Nosek was a professor of physical medicine and rehabilitation at Baylor College of Medicine. She was director of Baylor's Independent Living Research Use Program, and director Baylor's Center for Research on Women with Disabilities, which she founded in 1993. She was also an adjunct professor in the College of Nursing at Texas Woman's University in Denton. In 2014 she joined the staff at TIRR Memorial Hermann, to create a dedicated women's program in the hospital's outpatient clinic. She was president of Health Care for All Texas, and in her later years became interested in the possibilities of Second Life for organizing and outreach to people with physical disabilities.

Nosek held grants from the National Institutes of Health, Centers for Disease Control and Prevention and the National Institute on Disability and Rehabilitation Research.
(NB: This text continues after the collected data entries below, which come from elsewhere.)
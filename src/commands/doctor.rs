use std::io::IsTerminal;
use std::path::PathBuf;

use clap::Args;
use serde::{Deserialize, Serialize};

use crate::config::{self, Config, EnvOverrides, FileConfig};

#[derive(Debug, Args)]
pub struct DoctorArgs {
    /// Storage directory to check instead of the resolved default
    #[arg(long)]
    pub data_dir: Option<PathBuf>,
    /// Output format
    #[arg(long, value_enum)]
    pub format: Option<OutputFormat>,
}

#[derive(Debug, Clone, Copy, clap::ValueEnum)]
pub enum OutputFormat {
    Pretty,
    Text,
    Json,
}

#[derive(Debug, Serialize, Deserialize)]
pub struct DoctorReport {
    pub token_set: bool,
    pub admins_configured: usize,
    pub port: Option<u16>,
    pub config_file: FileCheck,
    pub storage: StorageCheck,
    pub issues: Vec<String>,
}

#[derive(Debug, Serialize, Deserialize)]
pub struct FileCheck {
    pub path: String,
    pub exists: bool,
    pub valid: bool,
}

#[derive(Debug, Serialize, Deserialize)]
pub struct StorageCheck {
    pub data_dir: String,
    pub writable: bool,
}

impl DoctorArgs {
    pub fn execute(&self) -> anyhow::Result<()> {
        let format = self.format.unwrap_or_else(|| {
            if std::io::stdout().is_terminal() {
                OutputFormat::Pretty
            } else {
                OutputFormat::Text
            }
        });

        let env = EnvOverrides::from_process();
        let mut issues = vec![];

        let token_set = env.token.is_some();
        if !token_set {
            issues.push(format!("{} is not set", config::TOKEN_ENV));
        }

        let cwd = std::env::current_dir().unwrap_or_else(|_| PathBuf::from("."));
        let config_path = cwd.join(config::CONFIG_TOML);
        let exists = config_path.exists();
        let (file, valid) = match FileConfig::find(&cwd) {
            Ok(file) => (file, true),
            Err(e) => {
                issues.push(e.to_string());
                (FileConfig::default(), false)
            }
        };
        let config_file = FileCheck {
            path: config_path.display().to_string(),
            exists,
            valid: exists && valid,
        };

        let admins_configured = match env.admins.as_deref() {
            Some(raw) => raw.split(',').filter(|s| !s.trim().is_empty()).count(),
            None => file.admins.len(),
        };
        if admins_configured == 0 {
            issues.push("no admins configured, every mutation will be rejected".to_string());
        }

        let port = match env.port.as_deref() {
            Some(raw) => match raw.trim().parse::<u16>() {
                Ok(port) => Some(port),
                Err(_) => {
                    issues.push(format!("{} is not a valid port: {raw}", config::PORT_ENV));
                    None
                }
            },
            None => Some(file.port.unwrap_or(8000)),
        };

        let data_dir = Config::data_dir_only(self.data_dir.clone());
        let writable = probe_writable(&data_dir);
        if !writable {
            issues.push(format!("data dir {} is not writable", data_dir.display()));
        }
        let storage = StorageCheck {
            data_dir: data_dir.display().to_string(),
            writable,
        };

        let report = DoctorReport {
            token_set,
            admins_configured,
            port,
            config_file,
            storage,
            issues,
        };

        match format {
            OutputFormat::Pretty => print_pretty(&report),
            OutputFormat::Text => print_text(&report),
            OutputFormat::Json => println!("{}", serde_json::to_string_pretty(&report)?),
        }

        if report.issues.is_empty() {
            Ok(())
        } else {
            anyhow::bail!("doctor found {} issue(s)", report.issues.len())
        }
    }
}

fn probe_writable(dir: &std::path::Path) -> bool {
    if std::fs::create_dir_all(dir).is_err() {
        return false;
    }
    let probe = dir.join(".doctor-probe");
    let ok = std::fs::write(&probe, b"ok").is_ok();
    let _ = std::fs::remove_file(&probe);
    ok
}

fn print_pretty(report: &DoctorReport) {
    println!("=== Checkpost Doctor ===\n");
    println!("Token: {}", if report.token_set { "set" } else { "MISSING" });
    println!("Admins: {}", report.admins_configured);
    match report.port {
        Some(port) => println!("Port: {port}"),
        None => println!("Port: invalid"),
    }
    println!(
        "Config file: {} ({})",
        report.config_file.path,
        if !report.config_file.exists {
            "absent, defaults apply"
        } else if report.config_file.valid {
            "ok"
        } else {
            "INVALID"
        }
    );
    println!(
        "Storage: {} ({})",
        report.storage.data_dir,
        if report.storage.writable { "writable" } else { "NOT WRITABLE" }
    );

    if report.issues.is_empty() {
        println!("\nNo issues found.");
    } else {
        println!("\nIssues:");
        for issue in &report.issues {
            println!("  • {issue}");
        }
    }
}

fn print_text(report: &DoctorReport) {
    println!("checkpost-doctor");
    println!("token  set={}", report.token_set);
    println!("admins  count={}", report.admins_configured);
    match report.port {
        Some(port) => println!("port  value={port}"),
        None => println!("port  value=invalid"),
    }
    println!(
        "config-file  path={}  exists={}  valid={}",
        report.config_file.path, report.config_file.exists, report.config_file.valid
    );
    println!(
        "storage  data-dir={}  writable={}",
        report.storage.data_dir, report.storage.writable
    );
    for issue in &report.issues {
        println!("issue  {issue}");
    }
}

#[cfg(test)]
mod tests {
    use super::*;

    #[test]
    fn probe_accepts_fresh_directory() {
        let dir = tempfile::tempdir().unwrap();
        assert!(probe_writable(&dir.path().join("nested")));
    }

    #[test]
    fn probe_leaves_no_residue() {
        let dir = tempfile::tempdir().unwrap();
        assert!(probe_writable(dir.path()));
        assert_eq!(std::fs::read_dir(dir.path()).unwrap().count(), 0);
    }
}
She received the Disability Achievement Award from the American Public Health Association in 2007, and the 2017 Garrett Award from the American Rehabilitation Counseling Association.

In 2018, Nosek was an inspiration and central figure in "Breath", a site-specific work of music, dance, and visual arts, performed at Rothko Chapel in Houston.

== Personal life ==
Nosek described her domestic life in a 2009 essay titled "A Happy Compromise", explaining how she lived with several paid longterm attendants and their children, to whom she was close. "It takes about 60 percent of my salary to live like this, but I happily pay because it's the price of my freedom," she wrote. She died in 2020, aged 68 years, in Houston.